» What is being asked: Scan the data below for lines containing the string "requests" and give only how many there are.

***** Data excerpts

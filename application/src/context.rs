//! [`Context`] of a single GraphQL request.

use std::sync::atomic::{self, AtomicU16};

use axum::{async_trait, extract::FromRequestParts, RequestPartsExt as _};
use axum_extra::{
    headers::{authorization::Bearer, Authorization},
    TypedHeader,
};
use service::{
    command::{self, Command as _},
    domain::user::session,
};
use tokio::sync::OnceCell;

#[cfg(doc)]
use crate::api::User;
use crate::{api, error::AuthError, AsError, Error, JuniperResponse, Service};

/// Per-request state shared by all the GraphQL resolvers.
#[derive(Debug)]
pub struct Context {
    /// [`Service`] resolving the request.
    service: Service,

    /// HTTP status of the response, if any resolver fails.
    error_status_code: AtomicU16,

    /// Parts of the HTTP request carrying the bearer token.
    parts: http::request::Parts,

    /// Outcome of authenticating the caller, once it's done.
    session: OnceCell<Result<Session, Error>>,
}

impl Context {
    /// Creates a new [`Context`] of the HTTP request with the provided
    /// `parts`.
    fn new(service: Service, parts: http::request::Parts) -> Self {
        Self {
            service,
            error_status_code: AtomicU16::new(
                http::StatusCode::INTERNAL_SERVER_ERROR.as_u16(),
            ),
            parts,
            session: OnceCell::new(),
        }
    }

    /// Returns the [`Service`] resolving the request.
    #[must_use]
    pub fn service(&self) -> &Service {
        &self.service
    }

    /// Returns the HTTP status of the response to a failed request.
    #[must_use]
    pub fn error_status_code(&self) -> http::StatusCode {
        let code = self.error_status_code.load(atomic::Ordering::Relaxed);
        http::StatusCode::from_u16(code)
            .unwrap_or(http::StatusCode::INTERNAL_SERVER_ERROR)
    }

    /// Makes the response to the request fail with the provided HTTP status.
    pub fn set_error_status_code(&self, status_code: http::StatusCode) {
        self.error_status_code
            .store(status_code.as_u16(), atomic::Ordering::Relaxed);
    }

    /// Returns a [`Result::map_err()`] closure applying the HTTP status of a
    /// resolver [`Error`] to the response.
    pub fn error(&self) -> impl FnOnce(Error) -> Error + '_ {
        move |err| {
            self.set_error_status_code(err.status_code);
            err
        }
    }

    /// Returns the [`Session`] of the caller.
    ///
    /// The caller is authenticated once per request, so the same [`Session`]
    /// or [`Error`] is returned on every call.
    ///
    /// # Errors
    ///
    /// With `AUTHORIZATION_REQUIRED` if the request carries no valid token.
    pub async fn current_session(&self) -> Result<Session, Error> {
        self.session
            .get_or_init(|| self.authenticate())
            .await
            .clone()
            .map_err(self.error())
    }

    /// Verifies the bearer token the request is authorized with.
    async fn authenticate(&self) -> Result<Session, Error> {
        let token = match self
            .parts
            .clone()
            .extract::<TypedHeader<Authorization<Bearer>>>()
            .await
        {
            Ok(TypedHeader(Authorization(bearer))) => {
                session::Token::from(bearer.token())
            }
            Err(e) if e.is_missing() => {
                return Err(AuthError::AuthorizationRequired.into());
            }
            Err(e) => return Err(e.into_error()),
        };

        let verified = self
            .service
            .execute(command::AuthorizeUserSession {
                token: token.clone(),
            })
            .await
            .map_err(AsError::into_error)?;

        Ok(Session {
            user_id: verified.user_id.into(),
            token,
            expires_at: verified.expires_at,
        })
    }
}

impl juniper::Context for Context {}

#[async_trait]
impl<S> FromRequestParts<S> for Context
where
    S: Send + Sync,
{
    type Rejection = JuniperResponse;

    async fn from_request_parts(
        parts: &mut http::request::Parts,
        _: &S,
    ) -> Result<Self, Self::Rejection> {
        let Some(service) = parts.extensions.get::<Service>().cloned() else {
            return Err(JuniperResponse::error(Error::internal(
                &"missing `Service` extension",
            )));
        };
        Ok(Self::new(service, parts.clone()))
    }
}

/// Verified session of the caller.
#[derive(Clone, Debug)]
pub struct Session {
    /// ID of the authenticated [`User`].
    pub user_id: api::user::Id,

    /// Bearer token the request is authorized with.
    pub token: session::Token,

    /// Unix timestamp (in seconds) when the `token` expires.
    pub expires_at: u64,
}
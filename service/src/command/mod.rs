//! [`Command`] definition.

pub mod add_buyer;
pub mod authorize_user_session;
pub mod remove_buyer;
pub mod update_priority;

/// [`Command`] of the [`Service`].
///
/// [`Service`]: crate::Service
pub use common::Handler as Command;

pub use self::{
    add_buyer::AddBuyer, authorize_user_session::AuthorizeUserSession,
    remove_buyer::RemoveBuyer, update_priority::UpdatePriority,
};
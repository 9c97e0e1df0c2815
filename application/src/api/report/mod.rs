//! Report definitions.

pub mod top_buyers;

pub use self::top_buyers::TopBuyer;
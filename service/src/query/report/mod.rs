//! Reporting [`Query`] definitions.
//!
//! [`Query`]: crate::Query

pub mod top_buyers;

pub use self::top_buyers::TopBuyers;
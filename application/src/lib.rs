//! Application provides GraphQL API for interacting with the [`Service`] of
//! delegated purchases.

#![deny(
    nonstandard_style,
    rust_2018_idioms,
    rustdoc::all,
    trivial_casts,
    trivial_numeric_casts,
    unsafe_code
)]
#![forbid(non_ascii_idents)]
#![warn(
    clippy::allow_attributes,
    clippy::allow_attributes_without_reason,
    clippy::pedantic,
    clippy::wildcard_enum_match_arm,
    deprecated_in_future,
    missing_copy_implementations,
    missing_debug_implementations,
    missing_docs,
    unreachable_pub,
    unused_crate_dependencies,
    unused_import_braces,
    unused_labels,
    unused_lifetimes,
    unused_qualifications,
    unused_results
)]

pub mod api;
pub mod args;
pub mod config;
mod context;
pub mod error;

use std::sync::Arc;

use axum::{
    response::{IntoResponse, Response},
    routing::{on, MethodFilter},
    Extension, Json, Router,
};
use derive_more::Debug;
use juniper::{
    http::{GraphQLBatchResponse, GraphQLResponse},
    DefaultScalarValue, EmptySubscription, IntoFieldError as _, ScalarValue,
};
use juniper_axum::extract::JuniperRequest;
// Used in binary.
use axum_client_ip as _;
use refinery as _;
use tower_http as _;
use tracing_subscriber as _;

pub use self::{
    args::Args,
    config::Config,
    context::{Context, Session},
    error::{AsError, Error},
};

/// [`service::Service`] backed by [`service::infra::Postgres`].
pub type Service = service::Service<service::infra::Postgres>;

/// Response to a GraphQL request.
#[derive(Debug)]
pub struct JuniperResponse<S = DefaultScalarValue>
where
    S: ScalarValue,
{
    /// HTTP status of the response, applied only if the request failed.
    pub status_code: http::StatusCode,

    /// Executed GraphQL response.
    #[debug(skip)]
    pub response: GraphQLBatchResponse<S>,
}

impl JuniperResponse {
    /// Creates a new [`JuniperResponse`] failed with the provided [`Error`]
    /// before any resolver has run.
    #[must_use]
    pub fn error(err: Error) -> Self {
        Self {
            status_code: err.status_code,
            response: GraphQLBatchResponse::Single(GraphQLResponse::error(
                err.into_field_error(),
            )),
        }
    }
}

impl<S> IntoResponse for JuniperResponse<S>
where
    S: ScalarValue,
{
    fn into_response(self) -> Response {
        let status_code = if self.response.is_ok() {
            http::StatusCode::OK
        } else {
            self.status_code
        };
        (status_code, Json(self.response)).into_response()
    }
}

/// Executes a GraphQL request against the [`api::Schema`].
pub async fn graphql(
    Extension(schema): Extension<Arc<api::Schema>>,
    context: Context,
    JuniperRequest(gql_request): JuniperRequest,
) -> JuniperResponse {
    let response = gql_request.execute(&*schema, &context).await;
    JuniperResponse {
        status_code: context.error_status_code(),
        response,
    }
}

/// Creates a new [`Router`] serving the [`api::Schema`] on `/graphql` with
/// the provided [`Service`].
pub fn router(service: Service) -> Router {
    let schema =
        api::Schema::new(api::Query, api::Mutation, EmptySubscription::new());

    Router::new()
        .route(
            "/graphql",
            on(MethodFilter::GET.or(MethodFilter::POST), graphql),
        )
        .layer(Extension(Arc::new(schema)))
        .layer(Extension(service))
}
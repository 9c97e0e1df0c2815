//! Service contains the business logic of the application.
//!
//! List of available Cargo features:
#![doc = document_features::document_features!()]
#![deny(
    nonstandard_style,
    rust_2018_idioms,
    rustdoc::all,
    trivial_casts,
    trivial_numeric_casts,
    unsafe_code
)]
#![forbid(non_ascii_idents)]
#![warn(
    clippy::allow_attributes,
    clippy::allow_attributes_without_reason,
    clippy::pedantic,
    clippy::wildcard_enum_match_arm,
    deprecated_in_future,
    missing_copy_implementations,
    missing_debug_implementations,
    missing_docs,
    unreachable_pub,
    unused_crate_dependencies,
    unused_import_braces,
    unused_labels,
    unused_lifetimes,
    unused_qualifications,
    unused_results
)]

pub mod command;
pub mod domain;
pub mod infra;
pub mod query;
pub mod read;

use derive_more::Debug;

#[cfg(doc)]
use infra::Database;

pub use self::{command::Command, query::Query};

/// [`Service`] configuration.
#[derive(Clone, Debug)]
pub struct Config {
    /// [JWT] decoding key.
    ///
    /// [JWT]: https://datatracker.ietf.org/doc/html/rfc7519
    #[debug(skip)]
    pub jwt_decoding_key: jsonwebtoken::DecodingKey,
}

/// Domain service.
#[derive(Clone, Debug)]
pub struct Service<Db> {
    /// Configuration of this [`Service`].
    config: Config,

    /// [`Database`] of this [`Service`].
    database: Db,
}

impl<Db> Service<Db> {
    /// Creates a new [`Service`] with the provided parameters.
    #[must_use]
    pub fn new(config: Config, database: Db) -> Self {
        Self { config, database }
    }

    /// Returns [`Config`] of this [`Service`].
    #[must_use]
    pub fn config(&self) -> &Config {
        &self.config
    }

    /// Returns [`Database`] of this [`Service`].
    #[must_use]
    pub fn database(&self) -> &Db {
        &self.database
    }
}

#[cfg(test)]
mod fixture {
    //! Records and [`Service`] for tests.

    use common::operations::Insert;
    use jsonwebtoken::DecodingKey;

    use crate::{
        domain::{
            circle::{self, Day, Wing},
            item::{self, Count, Priority, PurchaseRequest},
            user, Circle, Item, User,
        },
        infra::{Database as _, Memory},
        Config, Service,
    };

    /// Secret the test [JWT]s are signed with.
    ///
    /// [JWT]: https://datatracker.ietf.org/doc/html/rfc7519
    pub(crate) const JWT_SECRET: &[u8] = b"purchase-list-secret";

    /// Creates a new [`Service`] over a [`Memory`] populated with the
    /// provided records.
    pub(crate) async fn service(
        circles: Vec<Circle>,
        items: Vec<Item>,
        users: Vec<User>,
    ) -> Service<Memory> {
        let db = Memory::default();
        for c in circles {
            db.execute(Insert(c)).await.unwrap();
        }
        for i in items {
            db.execute(Insert(i)).await.unwrap();
        }
        for u in users {
            db.execute(Insert(u)).await.unwrap();
        }
        Service::new(
            Config {
                jwt_decoding_key: DecodingKey::from_secret(JWT_SECRET),
            },
            db,
        )
    }

    pub(crate) fn circle(
        name: &str,
        day: Day,
        wing: Wing,
        place: &str,
    ) -> Circle {
        Circle {
            id: circle::Id::new(),
            name: name.into(),
            day,
            wing,
            place: place.into(),
            deleted: false,
        }
    }

    /// Creates a new [`Item`] with the provided `(user, count, priority)`
    /// requests.
    pub(crate) fn item(
        circle_id: circle::Id,
        price: &str,
        requests: &[(user::Id, i32, i32)],
    ) -> Item {
        Item {
            id: item::Id::new(),
            circle_id,
            name: "新刊セット".into(),
            price: price.parse().unwrap(),
            requests: requests
                .iter()
                .map(|&(user_id, count, priority)| PurchaseRequest {
                    user_id,
                    count: Count::new(count).unwrap(),
                    priority: Priority::from(priority),
                })
                .collect(),
        }
    }

    pub(crate) fn user(name: &str) -> User {
        User {
            id: user::Id::new(),
            name: name.into(),
            photo_url: None,
        }
    }
}
//! [`TopBuyer`] report definition.

use juniper::graphql_object;
use service::{query, read, Query as _};

#[cfg(doc)]
use crate::api::{Circle, Item, User};
use crate::{api, AsError, Context, Error};

/// Row of the report resolving the [`User`] served first for every requested
/// [`Item`].
#[derive(Clone, Debug)]
pub struct TopBuyer {
    /// Underlying [`read::report::TopBuyer`].
    row: read::report::TopBuyer,

    /// [`Circle`] selling the [`Item`].
    circle: api::Circle,

    /// Requested [`Item`].
    item: api::Item,
}

impl From<read::report::TopBuyer> for TopBuyer {
    fn from(row: read::report::TopBuyer) -> Self {
        // SAFETY: `TopBuyer` rows are resolved from the loaded `Circle`s and
        //         `Item`s only.
        #[expect(unsafe_code, reason = "invariants are preserved")]
        let (circle, item) = unsafe {
            (
                api::Circle::new_unchecked(row.circle_id),
                api::Item::new_unchecked(row.item_id),
            )
        };
        Self { row, circle, item }
    }
}

/// `User` served first for a single requested `Item`.
#[graphql_object(name = "TopBuyer", context = Context)]
impl TopBuyer {
    /// `Circle` selling the `Item`.
    #[tracing::instrument(
        skip_all,
        fields(
            gql.name = "TopBuyer.circle",
            otel.name = api::Query::SPAN_NAME,
        ),
    )]
    #[must_use]
    pub fn circle(&self) -> &api::Circle {
        &self.circle
    }

    /// Requested `Item`.
    #[tracing::instrument(
        skip_all,
        fields(
            gql.name = "TopBuyer.item",
            otel.name = api::Query::SPAN_NAME,
        ),
    )]
    #[must_use]
    pub fn item(&self) -> &api::Item {
        &self.item
    }

    /// ID of the `User` served first.
    #[tracing::instrument(
        skip_all,
        fields(
            gql.name = "TopBuyer.userId",
            otel.name = api::Query::SPAN_NAME,
        ),
    )]
    #[must_use]
    pub fn user_id(&self) -> api::user::Id {
        self.row.user_id.into()
    }

    /// `User` served first, if it's known.
    #[tracing::instrument(
        skip_all,
        fields(
            gql.name = "TopBuyer.user",
            otel.name = api::Query::SPAN_NAME,
        ),
    )]
    pub async fn user(
        &self,
        ctx: &Context,
    ) -> Result<Option<api::User>, Error> {
        ctx.service()
            .execute(query::user::ById::by(self.row.user_id))
            .await
            .map_err(AsError::into_error)
            .map_err(ctx.error())
            .map(|u| u.map(Into::into))
    }

    /// Number of units the `User` requested.
    #[tracing::instrument(
        skip_all,
        fields(
            gql.name = "TopBuyer.count",
            otel.name = api::Query::SPAN_NAME,
        ),
    )]
    #[must_use]
    pub fn count(&self) -> i32 {
        self.row.count.into()
    }

    /// Priority of the `User`'s request.
    #[tracing::instrument(
        skip_all,
        fields(
            gql.name = "TopBuyer.priority",
            otel.name = api::Query::SPAN_NAME,
        ),
    )]
    #[must_use]
    pub fn priority(&self) -> i32 {
        self.row.priority.into()
    }
}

**********

» Response below: 3